As one of the three U.S. Air Force maintenance flight depots, the Ogden Air Logistics Center Aircraft Directorate provides depot repair, modification, and maintenance support to major aircraft weapons systems. Presently, their workload mix includes the A-10 Warthog ground attack aircraft, C-130 Hercules transport, and the F-16 Falcon Fighter. More than 2,200 civilian and military employees are responsible for supporting the warfighter.
Each year, the workload mix for the three different weapon systems is shifting. To meet customer deadlines at reasonable cost, program managers must compete for Aircraft Flight Directorate facilities and resources. Before simulation modeling was introduced, planning and scheduling was a tedious manual process and there was no analytical tool that integrated all three weapon systems at the top level. Numerous and diverse factors further complicated the goal of timely job completion. They included delinquent aircraft arrivals, varied requirements for depot maintenance, inclement weather, and late delivery of repair materials, worker turnover, routing obstacles, and many other miscellaneous bottlenecks.

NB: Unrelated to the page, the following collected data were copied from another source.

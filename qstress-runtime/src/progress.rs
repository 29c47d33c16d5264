use qstress::{Countdown, RunState};
use std::time::Duration;
use tokio::sync::watch;
use tokio::time::{interval, MissedTickBehavior};
#[allow(unused)]
use tracing::{debug, error, info, trace, warn};

pub const TICK_INTERVAL: Duration = Duration::from_secs(1);

/// Call `on_tick` once per `period` while the run is in progress.
///
/// Returns the terminal state, or `None` if the run was dropped before it finished.
pub async fn countdown_ticker<F>(
    mut state: watch::Receiver<RunState>,
    period: Duration,
    mut on_tick: F,
) -> Option<RunState>
where
    F: FnMut(&Countdown),
{
    let mut interval = interval(period);
    interval.set_missed_tick_behavior(MissedTickBehavior::Delay);

    loop {
        let current = *state.borrow_and_update();
        match current {
            RunState::Running(countdown) => on_tick(&countdown),
            state if state.is_terminal() => return Some(state),
            _ => {}
        }

        tokio::select! {
            _ = interval.tick() => {}
            res = state.changed() => {
                if res.is_err() {
                    trace!("Run dropped before finishing.");
                    return None;
                }
            }
        }
    }
}
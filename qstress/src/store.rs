use metrics_util::AtomicBucket;
use qstress_core::ResultRecord;
use std::sync::Arc;

/// Append-only collection of result records shared by every worker of a run.
///
/// Appends are lock-free; reading happens once, after the workers have been joined.
#[derive(Clone)]
pub struct ResultStore {
    records: Arc<AtomicBucket<ResultRecord>>,
}

impl Default for ResultStore {
    fn default() -> Self {
        Self::new()
    }
}

impl ResultStore {
    pub fn new() -> Self {
        Self {
            records: Arc::new(AtomicBucket::new()),
        }
    }

    pub fn push(&self, record: ResultRecord) {
        self.records.push(record);
    }

    pub fn len(&self) -> usize {
        let mut len = 0;
        self.records.data_with(|block| len += block.len());
        len
    }

    pub fn is_empty(&self) -> bool {
        self.records.is_empty()
    }

    /// Drain every record published so far.
    pub fn take(&self) -> Vec<ResultRecord> {
        let mut records = Vec::with_capacity(self.len());
        self.records
            .clear_with(|block| records.extend_from_slice(block));
        records
    }
}
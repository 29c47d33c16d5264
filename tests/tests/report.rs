#[allow(unused)]
use utils::*;

mod tests {
    use super::*;
    use mock_service::prelude::*;
    use qstress_core::{Target, TestConfig};
    use qstress_runtime::{cli::load_config, QStressRuntime, RuntimeError};
    use std::time::Duration;

    #[tokio::test]
    #[ntest::timeout(10_000)]
    async fn csv_matches_the_run() -> anyhow::Result<()> {
        init();

        let dir = tempfile::tempdir()?;
        let output = dir.path().join("nested").join("results.csv");
        let config = TestConfig::new(Target::new("mock", "app"), "select * from t where id = %%%")
            .thread_count(3)
            .duration(Duration::from_secs(1))
            .output(&output);

        let db = MockDatabase::with_delay(Duration::from_millis(10)).fail_queries_containing("= 005");
        let report = QStressRuntime::new(config)
            .ctrl_c(false)
            .show_progress(false)
            .run(db)
            .await?;

        let mut reader = csv::Reader::from_path(&output)?;
        assert_eq!(
            reader.headers()?,
            vec!["ExecutionTimeMs", "ID", "ThreadId", "Timestamp", "IsError", "ErrorMessage"]
        );

        let rows = reader.records().collect::<Result<Vec<_>, _>>()?;
        assert_eq!(rows.len(), report.summary.total);

        let mut last_timestamp = String::new();
        for row in &rows {
            let (ms, id, thread, timestamp, is_error, message) =
                (&row[0], &row[1], &row[2], &row[3], &row[4], &row[5]);

            assert_eq!(ms.split_once('.').map(|(_, frac)| frac.len()), Some(3));
            assert!((1..=3).contains(&thread.parse::<usize>()?));
            assert_eq!(timestamp.len(), "2024-01-01T00:00:00.000".len());
            assert!(timestamp >= last_timestamp.as_str());
            last_timestamp = timestamp.to_string();

            if id == "5" {
                assert_eq!(is_error, "True");
                assert_eq!(message, "relation \"= 005\" does not exist");
            } else {
                assert_eq!(is_error, "False");
                assert!(message.is_empty());
            }
        }
        Ok(())
    }

    #[tokio::test]
    #[ntest::timeout(10_000)]
    async fn json_config_drives_a_run() -> anyhow::Result<()> {
        init();

        let dir = tempfile::tempdir()?;
        let output = dir.path().join("results.csv");
        let config_path = dir.path().join("qstress.json");
        std::fs::write(
            &config_path,
            serde_json::json!({
                "target": { "server": "mock", "database": "app" },
                "query_template": "select 1",
                "thread_count": 2,
                "duration": 1,
                "query_timeout": 5,
                "output": output,
            })
            .to_string(),
        )?;

        let config = load_config(&config_path)?;
        assert_eq!(config.query_timeout, Duration::from_secs(5));

        let report = QStressRuntime::new(config)
            .ctrl_c(false)
            .run(MockDatabase::with_delay(Duration::from_millis(50)))
            .await?;

        assert_eq!(report.output.as_deref(), Some(output.as_path()));
        let csv = std::fs::read_to_string(&output)?;
        assert!(csv.starts_with("ExecutionTimeMs,ThreadId,Timestamp,IsError,ErrorMessage\n"));
        Ok(())
    }

    #[tokio::test]
    async fn validation_lists_every_problem() {
        init();

        let config = TestConfig::new(Target::new("", ""), "select 1").thread_count(500);
        let err = QStressRuntime::new(config)
            .ctrl_c(false)
            .run(MockDatabase::with_delay(Duration::ZERO))
            .await
            .unwrap_err();

        assert!(matches!(err, RuntimeError::Validation(_)));
        assert_eq!(
            err.to_string(),
            "Invalid configuration:\n\
             - Server is required\n\
             - Database is required\n\
             - Thread count must be between 1 and 100, got 500"
        );
    }
}
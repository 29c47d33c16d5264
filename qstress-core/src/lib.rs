mod config;
mod constants;
mod data;
mod metrics;
mod stats;
mod template;

pub use config::*;
pub use constants::*;
pub use data::*;
pub use metrics::*;
pub use stats::*;
pub use template::*;
use qstress_core::{TestConfig, MAX_THREAD_COUNT, MIN_THREAD_COUNT};
use std::fmt;
use thiserror::Error;

#[derive(Debug, Clone, PartialEq, Eq, Error)]
pub enum ValidationError {
    #[error("Server is required")]
    MissingServer,

    #[error("Database is required")]
    MissingDatabase,

    #[error("Query is required")]
    MissingQuery,

    #[error("Thread count must be between 1 and 100, got {0}")]
    ThreadCount(usize),

    #[error("Duration must be at least one second")]
    Duration,

    #[error("Output file is required")]
    MissingOutput,
}

/// Every rule a configuration broke, in a stable order.
#[derive(Debug, Clone, PartialEq, Eq, Error)]
pub struct ValidationErrors(pub Vec<ValidationError>);

impl ValidationErrors {
    pub fn iter(&self) -> impl Iterator<Item = &ValidationError> {
        self.0.iter()
    }
}

impl fmt::Display for ValidationErrors {
    fn fmt(&self, f: &mut fmt::Formatter<'_>) -> fmt::Result {
        for (idx, err) in self.0.iter().enumerate() {
            if idx > 0 {
                writeln!(f)?;
            }
            write!(f, "- {err}")?;
        }
        Ok(())
    }
}

/// Check a configuration before anything connects to the target.
pub fn validate(config: &TestConfig) -> Result<(), ValidationErrors> {
    let mut errors = vec![];

    if config.target.server.trim().is_empty() {
        errors.push(ValidationError::MissingServer);
    }
    if config.target.database.trim().is_empty() {
        errors.push(ValidationError::MissingDatabase);
    }
    if config.query_template.trim().is_empty() {
        errors.push(ValidationError::MissingQuery);
    }
    if !(MIN_THREAD_COUNT..=MAX_THREAD_COUNT).contains(&config.thread_count) {
        errors.push(ValidationError::ThreadCount(config.thread_count));
    }
    // Durations are whole seconds on the wire.
    if config.duration.as_secs() == 0 {
        errors.push(ValidationError::Duration);
    }
    if config.output.as_os_str().is_empty() {
        errors.push(ValidationError::MissingOutput);
    }

    if errors.is_empty() {
        Ok(())
    } else {
        Err(ValidationErrors(errors))
    }
}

Because of the complexity of the project, discrete event simulation was selected as the most effective way to evaluate different scenarios. The Air Logistics Center contracted with a consulting from to design a simulation model that can be used to analyze strategic resource allocations and process improvements. The model also facilitates analysis of ‘what-if’ scenarios by allowing the user to modify various components of the business. The contractor developed the model using ProcessModel simulation software, a process analysis and simulation tool used at other Air Force and military sites around the globe. They utilized a rational software selection analysis and ultimately selected ProcessModel because it was user friendly, flexible, cost effective, and it provided the detailed features needed to satisfy requirements.